For the records that follow, give the number of lines containing the word "broadcast", with no added text.
===== Records to use
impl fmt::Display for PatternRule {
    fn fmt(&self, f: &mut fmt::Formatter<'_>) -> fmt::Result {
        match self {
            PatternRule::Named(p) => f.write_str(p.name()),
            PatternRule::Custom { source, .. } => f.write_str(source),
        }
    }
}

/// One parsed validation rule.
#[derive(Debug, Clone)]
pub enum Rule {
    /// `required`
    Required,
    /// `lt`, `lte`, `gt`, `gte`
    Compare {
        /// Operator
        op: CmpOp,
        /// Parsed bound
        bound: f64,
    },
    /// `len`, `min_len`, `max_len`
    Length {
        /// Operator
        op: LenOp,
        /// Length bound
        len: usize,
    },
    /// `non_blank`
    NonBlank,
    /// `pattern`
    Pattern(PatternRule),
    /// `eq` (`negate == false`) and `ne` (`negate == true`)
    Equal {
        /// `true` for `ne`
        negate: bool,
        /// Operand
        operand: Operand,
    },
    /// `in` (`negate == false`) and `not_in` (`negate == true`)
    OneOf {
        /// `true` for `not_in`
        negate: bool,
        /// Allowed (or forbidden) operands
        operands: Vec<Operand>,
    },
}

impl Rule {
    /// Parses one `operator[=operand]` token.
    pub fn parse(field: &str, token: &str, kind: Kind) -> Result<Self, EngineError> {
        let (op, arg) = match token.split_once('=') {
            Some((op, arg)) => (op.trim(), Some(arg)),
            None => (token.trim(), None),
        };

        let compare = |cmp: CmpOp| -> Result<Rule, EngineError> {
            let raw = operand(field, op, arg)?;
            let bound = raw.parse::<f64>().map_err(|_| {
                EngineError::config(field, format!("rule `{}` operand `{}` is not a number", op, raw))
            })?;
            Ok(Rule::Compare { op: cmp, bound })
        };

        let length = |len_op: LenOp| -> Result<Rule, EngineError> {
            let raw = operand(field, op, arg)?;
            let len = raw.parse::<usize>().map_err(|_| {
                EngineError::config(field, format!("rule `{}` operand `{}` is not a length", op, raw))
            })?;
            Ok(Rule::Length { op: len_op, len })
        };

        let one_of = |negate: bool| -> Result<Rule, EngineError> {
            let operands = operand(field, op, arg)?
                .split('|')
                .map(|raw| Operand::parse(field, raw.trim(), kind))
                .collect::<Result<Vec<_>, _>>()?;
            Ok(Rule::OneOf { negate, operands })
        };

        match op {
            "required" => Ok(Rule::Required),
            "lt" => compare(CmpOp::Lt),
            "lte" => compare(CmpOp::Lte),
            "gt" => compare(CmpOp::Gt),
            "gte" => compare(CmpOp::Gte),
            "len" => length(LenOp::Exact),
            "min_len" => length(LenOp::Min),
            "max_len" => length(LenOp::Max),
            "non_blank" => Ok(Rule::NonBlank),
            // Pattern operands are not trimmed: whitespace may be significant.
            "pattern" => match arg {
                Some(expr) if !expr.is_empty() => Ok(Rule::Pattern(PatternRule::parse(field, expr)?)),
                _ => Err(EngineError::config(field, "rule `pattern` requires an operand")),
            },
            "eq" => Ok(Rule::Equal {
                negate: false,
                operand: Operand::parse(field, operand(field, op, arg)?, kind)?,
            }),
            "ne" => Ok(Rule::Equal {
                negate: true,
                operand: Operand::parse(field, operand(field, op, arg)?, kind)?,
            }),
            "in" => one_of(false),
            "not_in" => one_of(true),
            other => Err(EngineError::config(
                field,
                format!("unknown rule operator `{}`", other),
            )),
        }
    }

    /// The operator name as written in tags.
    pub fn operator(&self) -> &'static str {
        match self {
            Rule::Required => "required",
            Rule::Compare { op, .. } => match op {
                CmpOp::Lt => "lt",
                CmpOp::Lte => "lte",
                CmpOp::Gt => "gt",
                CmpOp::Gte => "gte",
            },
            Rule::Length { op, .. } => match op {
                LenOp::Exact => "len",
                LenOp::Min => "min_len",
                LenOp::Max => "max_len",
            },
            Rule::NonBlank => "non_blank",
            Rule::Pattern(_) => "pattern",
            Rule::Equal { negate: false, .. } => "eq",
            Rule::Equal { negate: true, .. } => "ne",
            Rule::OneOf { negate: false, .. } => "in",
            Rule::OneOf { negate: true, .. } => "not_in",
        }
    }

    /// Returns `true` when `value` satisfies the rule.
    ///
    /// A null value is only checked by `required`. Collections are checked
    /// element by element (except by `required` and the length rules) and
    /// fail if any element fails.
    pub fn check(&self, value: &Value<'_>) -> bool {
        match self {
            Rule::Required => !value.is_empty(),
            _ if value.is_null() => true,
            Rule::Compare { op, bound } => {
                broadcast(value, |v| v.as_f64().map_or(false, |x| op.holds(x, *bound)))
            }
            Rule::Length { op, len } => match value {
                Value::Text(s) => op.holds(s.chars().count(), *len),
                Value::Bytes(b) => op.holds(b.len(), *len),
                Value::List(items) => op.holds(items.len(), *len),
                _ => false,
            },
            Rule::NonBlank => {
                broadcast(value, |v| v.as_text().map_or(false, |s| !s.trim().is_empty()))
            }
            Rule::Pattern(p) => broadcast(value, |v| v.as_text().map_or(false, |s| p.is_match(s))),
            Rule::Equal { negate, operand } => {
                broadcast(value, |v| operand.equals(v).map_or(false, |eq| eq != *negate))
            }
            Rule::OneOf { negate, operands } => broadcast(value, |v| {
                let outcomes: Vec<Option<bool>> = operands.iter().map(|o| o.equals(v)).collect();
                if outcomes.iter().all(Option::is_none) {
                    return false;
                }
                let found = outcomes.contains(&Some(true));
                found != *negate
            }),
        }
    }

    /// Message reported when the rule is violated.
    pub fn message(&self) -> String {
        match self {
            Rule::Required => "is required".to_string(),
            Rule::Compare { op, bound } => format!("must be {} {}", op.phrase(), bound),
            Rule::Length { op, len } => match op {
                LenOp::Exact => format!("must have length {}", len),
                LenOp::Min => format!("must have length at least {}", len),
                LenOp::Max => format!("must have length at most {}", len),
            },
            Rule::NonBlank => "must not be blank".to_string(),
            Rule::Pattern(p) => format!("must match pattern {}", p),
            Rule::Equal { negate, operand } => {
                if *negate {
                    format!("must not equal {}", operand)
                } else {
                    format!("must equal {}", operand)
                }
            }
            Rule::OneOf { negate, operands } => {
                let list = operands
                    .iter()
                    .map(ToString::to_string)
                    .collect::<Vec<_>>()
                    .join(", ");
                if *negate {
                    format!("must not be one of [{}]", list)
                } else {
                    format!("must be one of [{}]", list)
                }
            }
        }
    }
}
==========
> Reply: 5